7 Das Policy-Netz zwischen CSU und Sudetendeutscher Landsmannschaft (S. 137-138)
Nach dem diachronen Überblick rückt im folgenden Abschnitt das konkrete Netzwerk zwischen CSU und Sudetendeutscher Landsmannschaft in den Fokus.469 Auf der Grundlage einer dimensionalen Unterteilung sollen die Eigenschaften und Charakteristika des Policy- Netzwerks, anhand dessen die Koalition zwischen CSU und SL darstell- und messbar gemacht werden kann, erarbeitet werden. Die Einzeldimensionen Akteure, Funktion, Struktur und Institutionalisierung, Verfahrensregeln, Machtverteilung und Machtbeziehungen sowie Strategien sollen hierbei als Werkzeuge der „Analytical Toolbox“470 der Netzwerkanalyse nach Möglichkeit zur Anwendung kommen.
Zur übersichtlichen Gestaltung der Analyse wird zunächst auf die Akteure selbst eingegangen, um im Anschluss die Struktur und Institutionalisierung der Verbindung zwischen den Akteuren als „Herzstück“ der Netzwerkanalyse erarbeiten zu können.

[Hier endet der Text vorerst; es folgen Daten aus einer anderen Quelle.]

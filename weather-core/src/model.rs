use chrono::Local;
use serde::{
    Deserialize, Deserializer, Serialize,
    de::{Error as _, Unexpected},
};
use serde_json::{Map, Value};
use std::{fs::File, io, path::Path};

/// ISO-8601 layout used for every timestamp stored in a record.
pub const ISO_FORMAT: &str = "%Y-%m-%dT%H:%M:%S%.6f";

/// Current local time as an ISO-8601 string.
pub fn iso_now() -> String {
    Local::now().format(ISO_FORMAT).to_string()
}

/// API response body as received, plus the fields added at extraction time.
#[derive(Debug, Clone, Default, PartialEq, Serialize, Deserialize)]
#[serde(transparent)]
pub struct RawWeatherPayload(Map<String, Value>);

impl RawWeatherPayload {
    pub const EXTRACTION_TIMESTAMP: &'static str = "extraction_timestamp";
    pub const EXTRACTION_SUCCESS: &'static str = "extraction_success";

    pub fn new(fields: Map<String, Value>) -> Self {
        Self(fields)
    }

    /// Stamp the payload with the extraction time and success flag.
    pub fn mark_extracted(&mut self, timestamp: String) {
        self.0.insert(Self::EXTRACTION_TIMESTAMP.to_string(), Value::String(timestamp));
        self.0.insert(Self::EXTRACTION_SUCCESS.to_string(), Value::Bool(true));
    }

    pub fn get(&self, key: &str) -> Option<&Value> {
        self.0.get(key)
    }

    pub fn is_empty(&self) -> bool {
        self.0.is_empty()
    }

    pub fn extraction_timestamp(&self) -> Option<&str> {
        self.get(Self::EXTRACTION_TIMESTAMP).and_then(Value::as_str)
    }

    pub fn fields(&self) -> &Map<String, Value> {
        &self.0
    }
}

impl From<Map<String, Value>> for RawWeatherPayload {
    fn from(fields: Map<String, Value>) -> Self {
        Self(fields)
    }
}

/// One flattened observation. Field order is the CSV column order.
#[derive(Debug, Clone, PartialEq, Serialize, Deserialize)]
pub struct WeatherRecord {
    pub timestamp: String,
    pub latitude: Option<f64>,
    pub longitude: Option<f64>,
    pub temperature_celsius: Option<f64>,
    pub precipitation_mm: Option<f64>,
    #[serde(default, deserialize_with = "lenient_code")]
    pub weather_code: Option<i64>,
    pub weather_description: String,
    pub wind_speed_kmh: Option<f64>,
    pub relative_humidity: Option<f64>,
    pub extraction_timestamp: Option<String>,
}

// History files written by other tools may hold codes as `3.0` once the
// column has contained a blank.
fn lenient_code<'de, D: Deserializer<'de>>(deserializer: D) -> Result<Option<i64>, D::Error> {
    #[derive(Deserialize)]
    #[serde(untagged)]
    enum Code {
        Int(i64),
        Float(f64),
        Text(String),
    }

    const EXPECTED: &str = "an integer weather code";

    let code = match Option::<Code>::deserialize(deserializer)? {
        None => return Ok(None),
        Some(Code::Int(code)) => return Ok(Some(code)),
        Some(Code::Float(code)) => code,
        Some(Code::Text(text)) if text.trim().is_empty() => return Ok(None),
        Some(Code::Text(text)) => text
            .trim()
            .parse::<f64>()
            .map_err(|_| D::Error::invalid_value(Unexpected::Str(&text), &EXPECTED))?,
    };

    if code.fract() == 0.0 && code.abs() < i64::MAX as f64 {
        Ok(Some(code as i64))
    } else {
        Err(D::Error::invalid_value(Unexpected::Float(code), &EXPECTED))
    }
}

/// Rows accumulated across runs, oldest first.
#[derive(Debug, Clone, Default, PartialEq)]
pub struct HistoricalTable {
    rows: Vec<WeatherRecord>,
}

impl HistoricalTable {
    pub fn new() -> Self {
        Self::default()
    }

    /// Read every row of an existing CSV file. The header must match
    /// [`WeatherRecord`]'s columns.
    pub fn read_csv(path: &Path) -> Result<Self, csv::Error> {
        let mut reader = csv::Reader::from_path(path)?;
        let rows = reader
            .deserialize::<WeatherRecord>()
            .collect::<Result<Vec<_>, _>>()?;
        Ok(Self { rows })
    }

    /// Append rows after the existing ones, keeping their order.
    pub fn extend<'a>(&mut self, rows: impl IntoIterator<Item = &'a WeatherRecord>) {
        self.rows.extend(rows.into_iter().cloned());
    }

    /// Overwrite `path` with a header line followed by every row.
    pub fn write_csv(&self, path: &Path) -> Result<(), csv::Error> {
        write_records_csv(&self.rows, File::create(path)?)
    }

    pub fn rows(&self) -> &[WeatherRecord] {
        &self.rows
    }

    pub fn len(&self) -> usize {
        self.rows.len()
    }

    pub fn is_empty(&self) -> bool {
        self.rows.is_empty()
    }
}

impl From<Vec<WeatherRecord>> for HistoricalTable {
    fn from(rows: Vec<WeatherRecord>) -> Self {
        Self { rows }
    }
}

/// Header row plus one line per record, no index column.
pub(crate) fn write_records_csv<W: io::Write>(
    records: &[WeatherRecord],
    out: W,
) -> Result<(), csv::Error> {
    let mut writer = csv::Writer::from_writer(out);
    for record in records {
        writer.serialize(record)?;
    }
    writer.flush()?;
    Ok(())
}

Da die weiteren Dimensionen Funktion, Strategien, Verfahrensregeln sowie Machtverteilung große Überschneidungen aufweisen und eine separate Untersuchung viele Dopplungen mit sich bringen würde, werden sie im dritten Abschnitt der Netzwerkanalyse ergänzend im Zusammenhang beleuchtet.
Zudem sollen anhand eines auf den gesamten Untersuchungszeitraum erweiterten Blickwinkels die Ungenauigkeiten und Verfälschungen, welche bei punktuellen Erhebungen auftreten können, vermieden und eine Betrachtung der Entwicklung des Netzwerkes ermöglicht werden. Daraus ergibt sich im Hinblick auf die übergreifende Forschungsfrage der vorliegenden Studie folgender Fragenkomplex: Welche Eigenschaften können dem Netzwerk zugeschrieben werden? Entsprechen die einzelnen Charakteristika und das Gesamtbild der Eigenschaften einem klientelistischen Netzwerk? Haben sich die Eigenschaften des Netzwerkes in den einzelnen Dimensionen sowie das Netzwerk als Ganzes im Zeitverlauf verändert, und wenn ja, wie?
7.1 Die Dimension Akteure
Mit CSU und Sudetendeutscher Landsmannschaft lässt sich die Akteursanzahl im Policy- Netzwerk auf zwei übergeordnete korporative Akteure eingrenzen, die sich in nächsten Schritten nochmals in weitere Subakteure unterteilen lassen. Neben der reinen Anzahl der an den Interaktionen Beteiligten ist jedoch die Analyse ihrer Eigenschaften von besonderem Interesse. Um ein möglichst vollständiges Bild des jeweiligen Akteurtyps zu erarbeiten, sollen sowohl die CSU als auch die Sudetendeutsche Landsmannschaft jeweils hinsichtlich ihrer Interessenlage, Struktur und Ressourcen untersucht werden, um den Handlungskorridor, innerhalb dessen sich beide Akteure bewegen, abzustecken.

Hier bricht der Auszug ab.